__TASK PROMPT__
Examine each line of the data, and copy the ones containing "LinkConfig".

__RECORDS SUPPLIED__
________________

//! Configuration for retransmit.
//!
//! Resolution order: command-line flags → environment variables → config
//! file → defaults. Flags are applied by the binary; everything else lives
//! here.
//!
//! Config file location:
//!   1. $RETRANSMIT_CONFIG (explicit override)
//!   2. $XDG_CONFIG_HOME/retransmit/config.toml
//!   3. ~/.config/retransmit/config.toml

use serde::{Deserialize, Serialize};
use std::path::{Path, PathBuf};
use std::time::Duration;

use crate::wire::MAX_PAYLOAD;

/// Top-level configuration.
#[derive(Debug, Clone, Default, Serialize, Deserialize)]
#[serde(default)]
pub struct RetransmitConfig {
    pub link: LinkConfig,
    pub send: SendConfig,
    pub recv: RecvConfig,
}

#[derive(Debug, Clone, Serialize, Deserialize)]
#[serde(default)]
pub struct LinkConfig {
    /// Deadline for every dial, frame read and frame write.
    pub timeout_secs: u64,
    /// Pause between failed connection attempts.
    pub backoff_ms: u64,
}

#[derive(Debug, Clone, Serialize, Deserialize)]
#[serde(default)]
pub struct SendConfig {
    /// Payload bytes per frame.
    pub frame_size: usize,
    /// Frames read ahead of the connection loop.
    pub queue_depth: usize,
}

#[derive(Debug, Clone, Serialize, Deserialize)]
#[serde(default)]
pub struct RecvConfig {
    /// Payload chunks buffered ahead of the output writer.
    pub delivery_depth: usize,
    /// How long to keep re-acknowledging after the stream completed.
    /// Unset means three timeouts plus one backoff pause.
    #[serde(skip_serializing_if = "Option::is_none")]
    pub linger_ms: Option<u64>,
}

// ── Defaults ──────────────────────────────────────────────────────────────────

impl Default for LinkConfig {
    fn default() -> Self {
        Self {
            timeout_secs: 10,
            backoff_ms: 1000,
        }
    }
}

impl Default for SendConfig {
    fn default() -> Self {
        Self {
            frame_size: 64 * 1024,
            queue_depth: 16,
        }
    }
}

impl Default for RecvConfig {
    fn default() -> Self {
        Self {
            delivery_depth: 16,
            linger_ms: None,
        }
    }
}

// ── Path helpers ──────────────────────────────────────────────────────────────

fn config_dir() -> PathBuf {
    std::env::var("XDG_CONFIG_HOME")
        .map(PathBuf::from)
        .unwrap_or_else(|_| dirs_or_home().join(".config"))
        .join("retransmit")
}

fn dirs_or_home() -> PathBuf {
    std::env::var("HOME")
        .map(PathBuf::from)
        .unwrap_or_else(|_| PathBuf::from("/tmp"))
}

// ── Errors ────────────────────────────────────────────────────────────────────

#[derive(Debug, thiserror::Error)]
pub enum ConfigError {
    #[error("failed to read {0}: {1}")]
    ReadFailed(PathBuf, std::io::Error),
    #[error("failed to parse {0}: {1}")]
    ParseFailed(PathBuf, toml::de::Error),
    #[error("failed to write {0}: {1}")]
    WriteFailed(PathBuf, std::io::Error),
    #[error("failed to serialize: {0}")]
    SerializeFailed(toml::ser::Error),
    #[error("invalid setting {0}: {1}")]
    Invalid(&'static str, String),
}

// ── Loading ───────────────────────────────────────────────────────────────────

impl RetransmitConfig {
    /// Load config from the default location: env vars → file → defaults.
    pub fn load() -> Result<Self, ConfigError> {
        Self::load_from(&Self::file_path())
    }

    /// Load config from `path` (defaults if it does not exist), then apply
    /// environment overrides.
    pub fn load_from(path: &Path) -> Result<Self, ConfigError> {
        let mut config = if path.exists() {
            let text = std::fs::read_to_string(path)
                .map_err(|e| ConfigError::ReadFailed(path.to_path_buf(), e))?;
            toml::from_str(&text).map_err(|e| ConfigError::ParseFailed(path.to_path_buf(), e))?
        } else {
            RetransmitConfig::default()
        };
        config.apply_env_overrides();
        Ok(config)
    }

    /// Config file path.
    pub fn file_path() -> PathBuf {
        std::env::var("RETRANSMIT_CONFIG")
            .map(PathBuf::from)
            .unwrap_or_else(|_| config_dir().join("config.toml"))
    }

    /// Write default config to `path` if nothing is there yet.
    pub fn write_default_if_missing(path: &Path) -> Result<(), ConfigError> {
        if path.exists() {
            return Ok(());
        }
        if let Some(parent) = path.parent() {
            std::fs::create_dir_all(parent)
                .map_err(|e| ConfigError::WriteFailed(path.to_path_buf(), e))?;
        }
        let text = toml::to_string_pretty(&RetransmitConfig::default())
            .map_err(ConfigError::SerializeFailed)?;
        std::fs::write(path, text).map_err(|e| ConfigError::WriteFailed(path.to_path_buf(), e))
    }

    /// Reject settings the engines cannot run with.
    pub fn validate(&self) -> Result<(), ConfigError> {
        if self.link.timeout_secs == 0 {
            return Err(ConfigError::Invalid("link.timeout_secs", "must be > 0".into()));
        }
        if self.send.frame_size == 0 || self.send.frame_size > MAX_PAYLOAD {
            return Err(ConfigError::Invalid(
                "send.frame_size",
                format!("must be in 1..={MAX_PAYLOAD}, got {}", self.send.frame_size),
            ));
        }
        if self.send.queue_depth == 0 {
            return Err(ConfigError::Invalid("send.queue_depth", "must be > 0".into()));
        }
        if self.recv.delivery_depth == 0 {
            return Err(ConfigError::Invalid("recv.delivery_depth", "must be > 0".into()));
        }
        Ok(())
    }

    pub fn timeout(&self) -> Duration {
        Duration::from_secs(self.link.timeout_secs)
    }

    pub fn backoff(&self) -> Duration {
        Duration::from_millis(self.link.backoff_ms)
    }

    /// Long enough for a sender that lost the final ack to time out on it,
    /// back off, redial and resend.
    pub fn linger(&self) -> Duration {
        match self.recv.linger_ms {
            Some(ms) => Duration::from_millis(ms),
            None => self.timeout() * 3 + self.backoff(),
        }
    }

    /// Apply RETRANSMIT_* env var overrides.
    fn apply_env_overrides(&mut self) {
        self.apply_overrides(|key| std::env::var(key).ok());
    }

    /// Unparseable values are ignored, leaving the file/default value.
    fn apply_overrides(&mut self, lookup: impl Fn(&str) -> Option<String>) {
        let num = |key: &str| lookup(key).and_then(|v| v.trim().parse::<u64>().ok());

        if let Some(v) = num("RETRANSMIT_LINK__TIMEOUT_SECS") {
            self.link.timeout_secs = v;
        }
        if let Some(v) = num("RETRANSMIT_LINK__BACKOFF_MS") {
            self.link.backoff_ms = v;
        }
        if let Some(v) = num("RETRANSMIT_SEND__FRAME_SIZE") {
            self.send.frame_size = v as usize;
        }
        if let Some(v) = num("RETRANSMIT_SEND__QUEUE_DEPTH") {
            self.send.queue_depth = v as usize;
        }
        if let Some(v) = num("RETRANSMIT_RECV__DELIVERY_DEPTH") {
            self.recv.delivery_depth = v as usize;
        }
        if let Some(v) = num("RETRANSMIT_RECV__LINGER_MS") {
            self.recv.linger_ms = Some(v);
        }
    }
}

________________

__OUTPUT__
    pub link: LinkConfig,
pub struct LinkConfig {
impl Default for LinkConfig {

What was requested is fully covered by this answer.